Глава третья
Спонтанные овуляции
Кроликов держали в общем виварии, расположенном в подвале Вустерского фонда – чтобы вонь от зверей не расходилась по всему зданию. Чжан начал через глазную пипетку кормить крольчих малыми дозами жидкого прогестерона – от двух до пяти миллиграммов.
Чжан был смугл и строен; густые черные волосы он смазывал кремом и зачесывал назад. Когда он улыбался – а улыбался он часто, – виден был треснувший передний зуб. К тому же он был красив, как голливудский герой – если бы Голливуд пятидесятых брал на главные роли китайцев. В Китае Чжан выиграл национальное соревнование и завоевал право учиться за рубежом. Он выбрал Эдинбургский университет, где получил степень по агрономии, особенно интересуясь осеменением овец. Частично из-за того, что он плохо говорил по-английски, частично по природе своей Чжан был уверен, что ключ к успеху – работать упорнее других. То, что он был умнее почти всех вокруг, также ему не мешало.
Казалось, Чжан проводит в лаборатории бесконечные часы, никогда не жалуясь. Но работа с прогестероном занимала его мало. После каждого эксперимента крольчиху приходилось вскрывать, чтобы увидеть, произошел ли выход яйцеклетки. Эту скверную и малопродуктивную работу Чжан отказывался передоверять ассистентам. «Мне хочется чувствовать эксперименты руками, – сказал он как-то раз. – Вы же не захотите, чтобы за вас играли в теннис или шахматы?»
Начальные результаты, полученные весной и летом пятьдесят первого года, оказались такими, как они с Пинкусом и ожидали.
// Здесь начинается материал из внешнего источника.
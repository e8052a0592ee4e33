use super::*;
use crate::encode::sink::InMemoryCapture;

#[test]
fn prefers_h264_mp4_when_available() {
    let backend = InMemoryCapture::new(MIME_PREFERENCES);
    assert_eq!(negotiate(&backend).unwrap(), MIME_PREFERENCES[0]);
}

#[test]
fn falls_back_in_preference_order() {
    let backend = InMemoryCapture::new(["video/webm", "video/webm;codecs=vp9"]);
    assert_eq!(negotiate(&backend).unwrap(), "video/webm;codecs=vp9");
}

#[test]
fn no_supported_type_is_unsupported_platform() {
    let backend = InMemoryCapture::new(["video/ogg"]);
    let err = negotiate(&backend).unwrap_err();
    assert!(matches!(err, StoryError::UnsupportedPlatform(ref m) if m == NO_FORMAT_ALERT));

    let err = negotiate(&InMemoryCapture::unavailable()).unwrap_err();
    assert!(matches!(err, StoryError::UnsupportedPlatform(ref m) if m == CAPTURE_UNAVAILABLE_ALERT));
}

#[test]
fn extension_follows_container() {
    assert_eq!(extension_for(MIME_PREFERENCES[0]), "mp4");
    assert_eq!(extension_for("video/mp4"), "mp4");
    assert_eq!(extension_for("video/webm;codecs=h264"), "webm");
    assert_eq!(extension_for("video/webm"), "webm");
}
Животные, получавшие прогестерон, не овулировали.
– Победа! – вскричал Чжан.
Затем Чжан попытался вводить прогестерон в кроличьи влагалища. Это тоже действовало, хотя не так хорошо. Были необходимы бо´льшие объемы, и прогестерон прекращал действовать часов после пяти. Завершив вагинальные тесты, Чжан пытался вживлять кроликам под кожу гранулы. Оказалось, что одна гранула предотвращает овуляцию на месяцы.
Пинкус обрадовался, но работа только начиналась. Кролики не похожи на людей: для высвобождения яйцеклетки крольчихе нужен секс. Пинкус предложил Чжану перейти на крыс, которые, как и люди, овулируют спонтанно. Есть у них и другой плюс для исследователя: сексуальная неудержимость. Готовая к осеменению самка может за шесть часов совокупиться с разными самцами до пяти сотен раз.
Чжан посадил самцов и самок крыс вместе – два самца на пять-шесть самок, – и некоторым самкам вколол прогестерон. И снова эксперимент сработал: беременных крыс не было. И снова бо´льшие дозы создавали более длительный эффект.
В первые недели и месяцы экспериментов с прогестероном Пинкус и Чжан проводили свои тесты ночами напролет, надеясь, что достойный отчет в «Планирование семьи» поможет им получить больше денег. Иногда в фонд приходили из церкви или Ротари-клуба, чтобы посмотреть, как идут дела. Фонд очень зависел от пожертвований соседей, так что Пинкус такие экскурсии приветствовал.
Посетители заставали Гуди Пинкуса за взвешиванием крысиной матки, кастрацией крысиного самца или за просмотром финансовых документов с сигаретой в зубах. Он редко улыбался, смеялся еще реже, но умел держаться так, что с ним было легко. Если бы его гости спустились в подвал, они увидели бы десятки кроликов и крыс, хотя вряд ли кто-нибудь из животных занимался сексом – они стесняются людей. Пинкус с удовольствием разъяснял научные вопросы непрофессионалам – более того, считал это частью своей работы. Маргарет Сэнгер хотела таблетку, но Пинкус не затем взялся за этот проект, чтобы всего лишь удовлетворить нанимателя – для этого он слишком уважал себя как ученого. «Современный исследователь, – написал он как-то, – не может довольствоваться тем, что изобрел какое-то хитроумное устройство».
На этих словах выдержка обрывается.